I still love how the whole administration behaves like a 5 years-old spoiled kid.
Older than 5. Kids that young don't really hold grudges. The Bush Administration's model is "Foreign Policy in Junior High School."

Condoleeza, to Jordanian ambassador: "Look, over there, it's the Iranian ambassador."

Jordanian ambassador: "You should go talk to him."

Condoleeza: "No! Somebody might see. Here's a note. Go give it to him, ask him to read it, and then come back and tell me what he says."
post #9 of 81
So I'm listening to Ahmadinejad's speech...and he is borrowing from the Jerry Falwell book....science is the source of all evil...unless it's combined with God.
post #10 of 81
Quote:
Originally Posted by Nelson
So I'm listening to Ahmadinejad's speech...and he is borrowing from the Jerry Falwell book....science is the source of all evil...unless it's combined with God.
You mean like W. Bush?
post #11 of 81
Quote:
Originally Posted by yt
the inevitable aggression towards Iran, which holds zero threat to us
yt, do you think that the "inevitable aggression" towards Iran is something the GOP is actively pursuing? It would seem to me that they would be trying to get away from that since there has been so much opposition building to the Iraq War. With presidential elections on the horizon, there doesn't seem to be anything to gain from flirting with a Iran-US conflict.

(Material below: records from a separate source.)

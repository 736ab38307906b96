//! Sync-point nodes: timing description plus per-instrument command registry.
//!
//! A [`SyncPoints`] value describes *when* things happen relative to a shared
//! external trigger and *what* each participating instrument does at those
//! times. It is built once per synchronized episode:
//!
//! 1. construct an explicit description with [`SyncPoints::explicit`], or
//!    derive one via [`SyncParameter::sync_set`](crate::parameter::SyncParameter::sync_set);
//! 2. optionally compose with [`repeated`](SyncPoints::repeated), which
//!    wraps the node in a fresh repeating node (arbitrary nesting, never a
//!    back-reference);
//! 3. attach instrument payloads with [`add_command`](SyncPoints::add_command);
//! 4. consume it with [`execute`](SyncPoints::execute), which compiles the
//!    registry and arms every instrument;
//! 5. on trouble, [`cancel`](SyncPoints::cancel) attempts to return every
//!    involved instrument to a safe state.
//!
//! The compile step is the heart of the engine: commands registered against
//! one instrument are folded into a single command through `parallel()`, and
//! a repeating node folds its inner node's compiled commands outward through
//! `repeated(count)` before merging them with its own.
//!
//! # Concurrency
//!
//! The registry is single-writer: it is mutated only through sequential
//! `add_command` calls on the caller's task before `execute()`. The engine
//! takes no locks and spawns no tasks; `execute()` awaits each driver
//! `prepare()` sequentially in registry order.

use std::collections::HashSet;
use std::fmt;
use std::sync::Arc;

use crate::command::{fold_parallel, parallel_pair, BoxedCommand};
use crate::error::{SyncError, SyncResult};
use crate::instrument::SyncInstrument;
use crate::timing::{Explicit, Periodic};

/// Shared handle to an instrument participating in a sync.
pub type InstrumentHandle = Arc<dyn SyncInstrument>;

/// One registry slot: an instrument and the commands registered against it.
///
/// Kept as a vector entry rather than a map value so that registry order
/// (first registration wins the slot position) is preserved through compile
/// and execute.
struct RegistryEntry {
    instrument: InstrumentHandle,
    commands: Vec<BoxedCommand>,
}

/// Timing variant of a node.
enum Kind {
    /// Leaf: explicit `(begin, length)` arrays plus total duration.
    Explicit { timing: Explicit, duration: f64 },
    /// Composite: an owned inner node tiled `count` times.
    Repeated { inner: Box<SyncPoints>, count: usize },
}

/// A set of sync points relative to a shared trigger, with the commands each
/// instrument runs at them.
pub struct SyncPoints {
    kind: Kind,
    registry: Vec<RegistryEntry>,
}

impl SyncPoints {
    /// Build a leaf node from explicit `(begin, length)` arrays.
    ///
    /// `duration` defaults to `begin[last] + length[last]`; a caller may
    /// supply a larger value (trailing dead time before the next trigger),
    /// but a smaller one is rejected rather than silently stretched.
    ///
    /// # Errors
    ///
    /// [`SyncError::Construction`] on empty/mismatched arrays, unsorted
    /// begins, negative lengths, or an undersized duration.
    pub fn explicit(
        begin: Vec<f64>,
        length: Vec<f64>,
        duration: Option<f64>,
    ) -> SyncResult<Self> {
        let timing = Explicit::new(begin, length)?;
        let span = timing.span();
        let duration = match duration {
            Some(d) if d < span => {
                return Err(SyncError::Construction(format!(
                    "duration {d} is shorter than the last sync point end {span}"
                )));
            }
            Some(d) => d,
            None => span,
        };
        Ok(Self {
            kind: Kind::Explicit { timing, duration },
            registry: Vec::new(),
        })
    }

    /// Wrap this node in a fresh repeating node.
    ///
    /// The inner node is moved into the wrapper untouched; commands already
    /// registered on it stay at the inner level, and commands added to the
    /// returned wrapper live at the wrapper.
    ///
    /// # Errors
    ///
    /// [`SyncError::Construction`] when `count` is zero.
    pub fn repeated(self, count: usize) -> SyncResult<Self> {
        if count == 0 {
            return Err(SyncError::Construction(
                "repeat count must be at least 1".to_string(),
            ));
        }
        Ok(Self {
            kind: Kind::Repeated {
                inner: Box::new(self),
                count,
            },
            registry: Vec::new(),
        })
    }

    /// Register `command` to run on `instrument` at this node's sync points.
    ///
    /// Payloads are opaque here — no validation happens until compile time.
    /// Repeated calls for one instrument accumulate; they are merged through
    /// `parallel()` when the sync executes.
    pub fn add_command(&mut self, instrument: InstrumentHandle, command: BoxedCommand) {
        let id = instrument.id().to_string();
        match self.registry.iter_mut().find(|e| e.instrument.id() == id) {
            Some(entry) => entry.commands.push(command),
            None => self.registry.push(RegistryEntry {
                instrument,
                commands: vec![command],
            }),
        }
    }

    /// Every instrument involved in this sync, this node's registrants first,
    /// then transitively nested ones, deduplicated by id.
    pub fn instruments(&self) -> Vec<InstrumentHandle> {
        let mut seen = HashSet::new();
        let mut out = Vec::new();
        self.collect_instruments(&mut seen, &mut out);
        out
    }

    fn collect_instruments(&self, seen: &mut HashSet<String>, out: &mut Vec<InstrumentHandle>) {
        for entry in &self.registry {
            if seen.insert(entry.instrument.id().to_string()) {
                out.push(Arc::clone(&entry.instrument));
            }
        }
        if let Kind::Repeated { inner, .. } = &self.kind {
            inner.collect_instruments(seen, out);
        }
    }

    /// Fold the registry into one command per instrument.
    ///
    /// For a leaf this is a straight per-instrument `parallel()` fold. For a
    /// repeating node the inner node is compiled separately, each inner
    /// command lifted through `repeated(count)`, and then merged with the
    /// wrapper-level command for the same instrument via `parallel()` —
    /// outer and inner contributions are always combined, never overwritten.
    fn compile_commands(&self) -> SyncResult<Vec<(InstrumentHandle, BoxedCommand)>> {
        let mut compiled: Vec<(InstrumentHandle, BoxedCommand)> = Vec::new();
        for entry in &self.registry {
            let merged = fold_parallel(entry.commands.clone())?;
            compiled.push((Arc::clone(&entry.instrument), merged));
        }

        if let Kind::Repeated { inner, count } = &self.kind {
            for (instrument, inner_command) in inner.compile_commands()? {
                let lifted = inner_command.repeated(*count)?;
                match compiled
                    .iter()
                    .position(|(existing, _)| existing.id() == instrument.id())
                {
                    Some(pos) => {
                        let (handle, outer) = compiled.remove(pos);
                        let merged = parallel_pair(outer, lifted)?;
                        compiled.insert(pos, (handle, merged));
                    }
                    None => compiled.push((instrument, lifted)),
                }
            }
        }
        Ok(compiled)
    }

    /// Compile the registry and arm every instrument, sequentially, in
    /// registry order.
    ///
    /// Blocks (awaits) until every `prepare()` returned. A failing `prepare`
    /// propagates immediately; instruments armed before it stay armed — call
    /// [`cancel`](Self::cancel) on this same value to attempt recovery.
    ///
    /// # Errors
    ///
    /// [`SyncError::Composition`] from the compile step, or
    /// [`SyncError::HardwareArm`] naming the instrument whose driver failed.
    pub async fn execute(&self) -> SyncResult<()> {
        let compiled = self.compile_commands()?;
        log::debug!(
            "compiled sync: {} instrument(s), {} point(s), duration {:.6} s",
            compiled.len(),
            self.num_sync_points(),
            self.duration()
        );
        for (instrument, command) in compiled {
            log::info!("arming instrument '{}'", instrument.id());
            instrument
                .prepare(self, command)
                .await
                .map_err(|source| SyncError::HardwareArm {
                    instrument: instrument.id().to_string(),
                    source,
                })?;
        }
        Ok(())
    }

    /// Ask every involved instrument to abort its sync operations.
    ///
    /// Never short-circuits: every instrument is attempted even when earlier
    /// ones fail, so the caller learns the full failure set. Returns the ids
    /// of instruments whose `cancel_sync_operations()` reported `false`.
    pub async fn cancel(&self) -> HashSet<String> {
        let mut failed = HashSet::new();
        for instrument in self.instruments() {
            let id = instrument.id().to_string();
            log::info!("cancelling sync operations on '{id}'");
            if !instrument.cancel_sync_operations().await {
                log::warn!("instrument '{id}' failed to cancel; may need manual recovery");
                failed.insert(id);
            }
        }
        failed
    }

    /// Periodic timing description, when this sync is expressible as one.
    ///
    /// A single-point explicit node is periodic with `period == duration` and
    /// `count == 1`; a multi-point explicit node never is, even when its
    /// spacing happens to be uniform. A repeating node is periodic exactly
    /// when its inner node is, with the count multiplied through.
    pub fn as_periodic(&self) -> Option<Periodic> {
        match &self.kind {
            Kind::Explicit { timing, duration } => {
                if timing.num_points() == 1 {
                    Some(Periodic {
                        period: *duration,
                        begin: timing.begin()[0],
                        length: timing.length()[0],
                        count: 1,
                    })
                } else {
                    None
                }
            }
            Kind::Repeated { inner, count } => inner.as_periodic().map(|p| Periodic {
                count: p.count * count,
                ..p
            }),
        }
    }

    /// Explicit timing description; always available.
    ///
    /// A repeating node tiles its inner description `count` times, offsetting
    /// tile `k`'s begin times by `k * inner.duration()`.
    pub fn as_explicit(&self) -> Explicit {
        match &self.kind {
            Kind::Explicit { timing, .. } => timing.clone(),
            Kind::Repeated { inner, count } => {
                inner.as_explicit().tiled(*count, inner.duration())
            }
        }
    }

    /// Total duration in seconds from the trigger to the end of this sync.
    pub fn duration(&self) -> f64 {
        match &self.kind {
            Kind::Explicit { duration, .. } => *duration,
            Kind::Repeated { inner, count } => inner.duration() * *count as f64,
        }
    }

    /// Total number of sync points described by this node.
    pub fn num_sync_points(&self) -> usize {
        match &self.kind {
            Kind::Explicit { timing, .. } => timing.num_points(),
            Kind::Repeated { inner, count } => inner.num_sync_points() * count,
        }
    }
}

// Hand-written: the registry's trait objects carry no `Debug` bound, so the
// derive is unavailable. Instruments are shown by id.
impl fmt::Debug for SyncPoints {
    fn fmt(&self, f: &mut fmt::Formatter<'_>) -> fmt::Result {
        let mut dbg = f.debug_struct("SyncPoints");
        match &self.kind {
            Kind::Explicit { timing, duration } => {
                dbg.field("timing", timing).field("duration", duration);
            }
            Kind::Repeated { inner, count } => {
                dbg.field("inner", inner).field("count", count);
            }
        }
        let ids: Vec<&str> = self.registry.iter().map(|e| e.instrument.id()).collect();
        dbg.field("instruments", &ids).finish_non_exhaustive()
    }
}
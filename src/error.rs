//! Error types for the sync engine.
//!
//! This module defines the primary error type, `SyncError`, for the crate.
//! Using the `thiserror` crate, it provides a centralized and consistent way
//! to handle the failure modes of sync-point construction, command
//! composition, and hardware arming.
//!
//! ## Error Hierarchy
//!
//! - **`Construction`**: malformed sync-point descriptions — unsorted begin
//!   times, negative lengths, mismatched array sizes, a zero repeat count, or
//!   a supplied duration shorter than the points it must cover. Raised at
//!   construction and never recovered.
//! - **`Composition`**: two commands registered against the same instrument
//!   that cannot be merged (incompatible types, mismatched time-bases), or a
//!   command whose hardware program cannot express repetition. Surfaces from
//!   the compile step inside [`execute`](crate::points::SyncPoints::execute).
//! - **`HardwareArm`**: an instrument driver's `prepare()` failed. Driver
//!   internals report `anyhow::Error`; the engine wraps it together with the
//!   instrument id. Instruments armed before the failure stay armed — the
//!   documented recovery is `cancel()` on the same sync.
//! - **`StaleGetter`**: a measurement getter was invoked before its sync
//!   executed, or after its data was already taken. Getters must fail loudly
//!   rather than hand back stale or garbage data.
//! - **`NotRunnable`**: a parameter cannot express the requested operation on
//!   the given sync (e.g. the value count does not match the sync's point
//!   count).
//!
//! Partial cancellation failure is deliberately *not* an error: `cancel()`
//! returns the set of instruments that failed so the caller still learns
//! which ones succeeded.

use thiserror::Error;

/// Convenience alias for results using the crate error type.
pub type SyncResult<T> = std::result::Result<T, SyncError>;

/// Errors produced by the sync-point engine and its capability contracts.
#[derive(Error, Debug)]
pub enum SyncError {
    /// Malformed sync-point description, rejected at construction.
    #[error("Invalid sync description: {0}")]
    Construction(String),

    /// Commands registered against one instrument cannot be merged.
    #[error("Cannot combine sync commands: {0}")]
    Composition(String),

    /// An instrument driver failed to arm during `execute()`.
    #[error("Instrument '{instrument}' failed to arm: {source}")]
    HardwareArm {
        /// Id of the instrument whose `prepare()` failed.
        instrument: String,
        /// Driver-reported cause.
        #[source]
        source: anyhow::Error,
    },

    /// A measurement getter was used before execution or after exhaustion.
    #[error("Sync data not available: {0}")]
    StaleGetter(String),

    /// A parameter cannot express the requested operation on this sync.
    #[error("Operation not runnable on this sync: {0}")]
    NotRunnable(String),
}
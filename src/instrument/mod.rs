//! The `SyncInstrument` capability contract and the software mock drivers.
//!
//! Real drivers (DAC ramp generators, lock-in amplifiers, cameras, motion
//! controllers) live outside this crate and implement [`SyncInstrument`]
//! against their own register-level protocols. The [`mock`] module provides
//! two fully working software instruments used by the tests and as reference
//! implementations of the contract.

use anyhow::Result;
use async_trait::async_trait;

use crate::command::BoxedCommand;
use crate::points::SyncPoints;

pub mod mock;

/// Hardware-facing participant in a synchronized episode.
///
/// Implementations own whatever internal state and background tasks they
/// need; the engine only requires interior mutability (`prepare` takes
/// `&self` because instruments are shared as `Arc<dyn SyncInstrument>`).
#[async_trait]
pub trait SyncInstrument: Send + Sync {
    /// Stable identifier; the registry keys instruments by this.
    fn id(&self) -> &str;

    /// Arm the instrument for the given sync and payload.
    ///
    /// The driver derives its timing from `sync.as_periodic()` or
    /// `sync.as_explicit()` (it must be able to consume at least one) and
    /// programs `command` into the hardware. Every state transition must be
    /// logged. Success is signalled only by returning `Ok(())`; the engine
    /// wraps any error into
    /// [`SyncError::HardwareArm`](crate::error::SyncError::HardwareArm).
    ///
    /// No retries happen at the engine level, and the engine does not bound
    /// how long this may take — unbounded blocking here is a driver defect.
    async fn prepare(&self, sync: &SyncPoints, command: BoxedCommand) -> Result<()>;

    /// Abort in-flight sync work and restore plain get/set usability.
    ///
    /// Returns `true` iff the instrument is confirmed usable afterwards.
    /// Must not panic; the engine calls this on every involved instrument
    /// even when the system is already degraded.
    async fn cancel_sync_operations(&self) -> bool;
}
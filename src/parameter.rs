//! The `SyncParameter` capability contract.
//!
//! A sync parameter is the user-facing entry point for a synchronized set or
//! get: it creates (or joins) a [`SyncPoints`], registers the corresponding
//! instrument command, and hands timing control back to the caller. The
//! actual hardware work happens later, when the sync executes and the shared
//! external trigger fires.
//!
//! [`DacVoltage`] and [`DigitizerChannel`] implement the contract over the
//! crate's software mocks and show the intended call shape:
//!
//! ```rust,ignore
//! let sync = voltage_a.sync_set(&ramp, None).await?;
//! let sync = voltage_b.sync_set(&other_ramp, Some(sync)).await?;
//! let mut reader = lockin_x.sync_get(&mut sync).await?;
//! sync.execute().await?;
//! // ... external trigger fires ...
//! let data = reader.take()?;
//! ```

use std::fmt;
use std::sync::Arc;

use async_trait::async_trait;

use crate::error::{SyncError, SyncResult};
use crate::instrument::mock::{AcquireCommand, DacRampCommand, MockDac, MockDigitizer};
use crate::points::{InstrumentHandle, SyncPoints};

// =============================================================================
// Getter handle
// =============================================================================

/// Blocking getter for data captured during a synchronized acquisition.
///
/// Returned by [`SyncParameter::sync_get`]. Taking data before the owning
/// sync executed, or after the data was already taken, is a
/// [`StaleGetter`](SyncError::StaleGetter) error — never silence, never
/// stale samples.
pub struct SyncGetter {
    read: Box<dyn FnMut() -> SyncResult<Vec<f64>> + Send>,
}

impl SyncGetter {
    /// Wrap a driver-supplied read closure.
    pub fn new(read: impl FnMut() -> SyncResult<Vec<f64>> + Send + 'static) -> Self {
        Self { read: Box::new(read) }
    }

    /// Take the captured data, blocking until the driver has it.
    ///
    /// # Errors
    ///
    /// [`SyncError::StaleGetter`] before execution or after exhaustion;
    /// driver-specific errors otherwise.
    pub fn take(&mut self) -> SyncResult<Vec<f64>> {
        (self.read)()
    }
}

impl fmt::Debug for SyncGetter {
    fn fmt(&self, f: &mut fmt::Formatter<'_>) -> fmt::Result {
        f.debug_struct("SyncGetter").finish_non_exhaustive()
    }
}

// =============================================================================
// Contract
// =============================================================================

/// Initiates synchronized set/get operations against one instrument knob.
#[async_trait]
pub trait SyncParameter: Send + Sync {
    /// Register "emit `values` at the sync's points" and return the sync.
    ///
    /// When `sync` is `None` a fresh one is created from the parameter's own
    /// timing defaults; otherwise the command joins the given sync, which is
    /// handed back for chaining.
    ///
    /// # Errors
    ///
    /// [`SyncError::NotRunnable`] when `values` cannot be mapped onto the
    /// sync's points (e.g. count mismatch), or construction errors when a
    /// fresh sync cannot be derived.
    async fn sync_set(&self, values: &[f64], sync: Option<SyncPoints>) -> SyncResult<SyncPoints>;

    /// Register a measurement command and return a getter for its data.
    ///
    /// The getter yields data only after `sync.execute()` and the external
    /// trigger completed; invoked earlier it fails with
    /// [`StaleGetter`](SyncError::StaleGetter).
    ///
    /// # Errors
    ///
    /// [`SyncError::NotRunnable`] when the measurement cannot be registered
    /// against this sync.
    async fn sync_get(&self, sync: &mut SyncPoints) -> SyncResult<SyncGetter>;

    /// True while an armed operation has not yet completed.
    fn is_running(&self) -> bool;
}

// =============================================================================
// Mock-backed parameters
// =============================================================================

/// One output channel of a [`MockDac`], exposed as a sync parameter.
pub struct DacVoltage {
    dac: Arc<MockDac>,
    channel: u32,
    /// Dwell time per point in seconds, used when deriving a fresh sync.
    dwell: f64,
}

impl DacVoltage {
    /// Expose `channel` of `dac` with the given per-point dwell time.
    pub fn new(dac: Arc<MockDac>, channel: u32, dwell: f64) -> Self {
        Self { dac, channel, dwell }
    }
}

#[async_trait]
impl SyncParameter for DacVoltage {
    async fn sync_set(&self, values: &[f64], sync: Option<SyncPoints>) -> SyncResult<SyncPoints> {
        let mut sync = match sync {
            Some(sync) => sync,
            None => {
                // One point per value, uniformly spaced by the dwell time.
                let begin = (0..values.len()).map(|i| i as f64 * self.dwell).collect();
                let length = vec![self.dwell; values.len()];
                SyncPoints::explicit(begin, length, None)?
            }
        };
        if values.len() != sync.num_sync_points() {
            return Err(SyncError::NotRunnable(format!(
                "{} values for a sync with {} points",
                values.len(),
                sync.num_sync_points()
            )));
        }
        sync.add_command(
            Arc::clone(&self.dac) as InstrumentHandle,
            Box::new(DacRampCommand::single(self.channel, values.to_vec())),
        );
        Ok(sync)
    }

    async fn sync_get(&self, _sync: &mut SyncPoints) -> SyncResult<SyncGetter> {
        Err(SyncError::NotRunnable(
            "a DAC output channel cannot be measured".to_string(),
        ))
    }

    fn is_running(&self) -> bool {
        self.dac.is_armed()
    }
}

/// One input channel of a [`MockDigitizer`], exposed as a sync parameter.
pub struct DigitizerChannel {
    digitizer: Arc<MockDigitizer>,
    channel: u32,
}

impl DigitizerChannel {
    /// Expose `channel` of `digitizer`.
    pub fn new(digitizer: Arc<MockDigitizer>, channel: u32) -> Self {
        Self { digitizer, channel }
    }
}

#[async_trait]
impl SyncParameter for DigitizerChannel {
    async fn sync_set(&self, _values: &[f64], _sync: Option<SyncPoints>) -> SyncResult<SyncPoints> {
        Err(SyncError::NotRunnable(
            "a digitizer input channel cannot be driven".to_string(),
        ))
    }

    async fn sync_get(&self, sync: &mut SyncPoints) -> SyncResult<SyncGetter> {
        sync.add_command(
            Arc::clone(&self.digitizer) as InstrumentHandle,
            Box::new(AcquireCommand::channel(self.channel)),
        );
        let digitizer = Arc::clone(&self.digitizer);
        let channel = self.channel;
        Ok(SyncGetter::new(move || digitizer.take_channel(channel)))
    }

    fn is_running(&self) -> bool {
        self.digitizer.has_pending_data()
    }
}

ETA: Maybe not the GOP so much as the Bush admin, but they are the figurative heads of the GOP.
post #12 of 81
Quote:
Originally Posted by Martin Savage
You mean like W. Bush?
Yes you dumb fuck.
post #13 of 81
Talk like this worries me:

Quote:
Now for the good news. All the damaging consequences of all the blunders the President has committed to date in Iraq are reversible in 48- to 72-hours - the time it will take to destroy Iran's fragile nuclear supply chain from the air. And since the job gets done using mostly stand-off weapons and stealth bombers, not one American soldier, sailor or airman need suffer as much as a bruised foot.


Let's look downstream the day after and observe how the world has changed.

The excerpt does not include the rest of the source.